Good for you for asking now – if you learn the ropes now, you can be less stressed later (whichever option you chose) ... my advice is to research the process for public school enrollment by reading the enrollment guide. (I've no advice re: private since we didn't apply to any private schools.) Find out what your reference school is and go on a tour; there is no rule that you have to wait until your child is four before you start looking at schools. Even if you think you would never send your kid to whatever your school is, it helps to see it to start to think about WHY . Or, maybe you'll tour and be pleasantly surprised. I toured then joined the PTA at my neighborhood school when my daughter was three and when it came time to fill out the enrollment form, I had no hesitation and no stress.

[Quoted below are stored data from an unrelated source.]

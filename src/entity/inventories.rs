use sea_orm::entity::prelude::*;
use serde::Serialize;

/// Capacity ledger for one product on one calendar date.
///
/// `available_units` is always written as `total_capacity - booked_units`
/// in the same statement that changes `booked_units`.
#[derive(Clone, Debug, PartialEq, DeriveEntityModel, Serialize)]
#[sea_orm(table_name = "inventories")]
pub struct Model {
    #[sea_orm(primary_key, auto_increment = false)]
    pub id: Uuid,
    pub product_id: Uuid,
    pub inventory_date: Date,
    pub total_capacity: i32,
    pub booked_units: i32,
    pub available_units: i32,
    pub is_available: bool,
    pub created_at: DateTimeWithTimeZone,
    pub updated_at: DateTimeWithTimeZone,
}

#[derive(Copy, Clone, Debug, EnumIter, DeriveRelation)]
pub enum Relation {
    #[sea_orm(
        belongs_to = "super::products::Entity",
        from = "Column::ProductId",
        to = "super::products::Column::Id"
    )]
    Products,
    #[sea_orm(has_many = "super::booking_items::Entity")]
    BookingItems,
}

impl Related<super::products::Entity> for Entity {
    fn to() -> RelationDef {
        Relation::Products.def()
    }
}

impl Related<super::booking_items::Entity> for Entity {
    fn to() -> RelationDef {
        Relation::BookingItems.def()
    }
}

impl ActiveModelBehavior for ActiveModel {}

Regarding preschool – if you work and your child is in daycare, you don't need preschool. If you are home with your child and go to Little Gym or other classes like that, you don't need preschool yet. Preschool is all about social skills. As long as your child spends time with other kids learning how to share, how to wait her turn, etc. you're fine. My daughter went to our local preschool starting when she was three (we did a two morning / week co-op, Little Gym and similar stuff prior). When she stated Kindergarten she knew her ABCs, but not really very many letter sounds. She was reading by October. Academics in preschool are unnecessary – kids that age just need to play with each other and learn how to get along.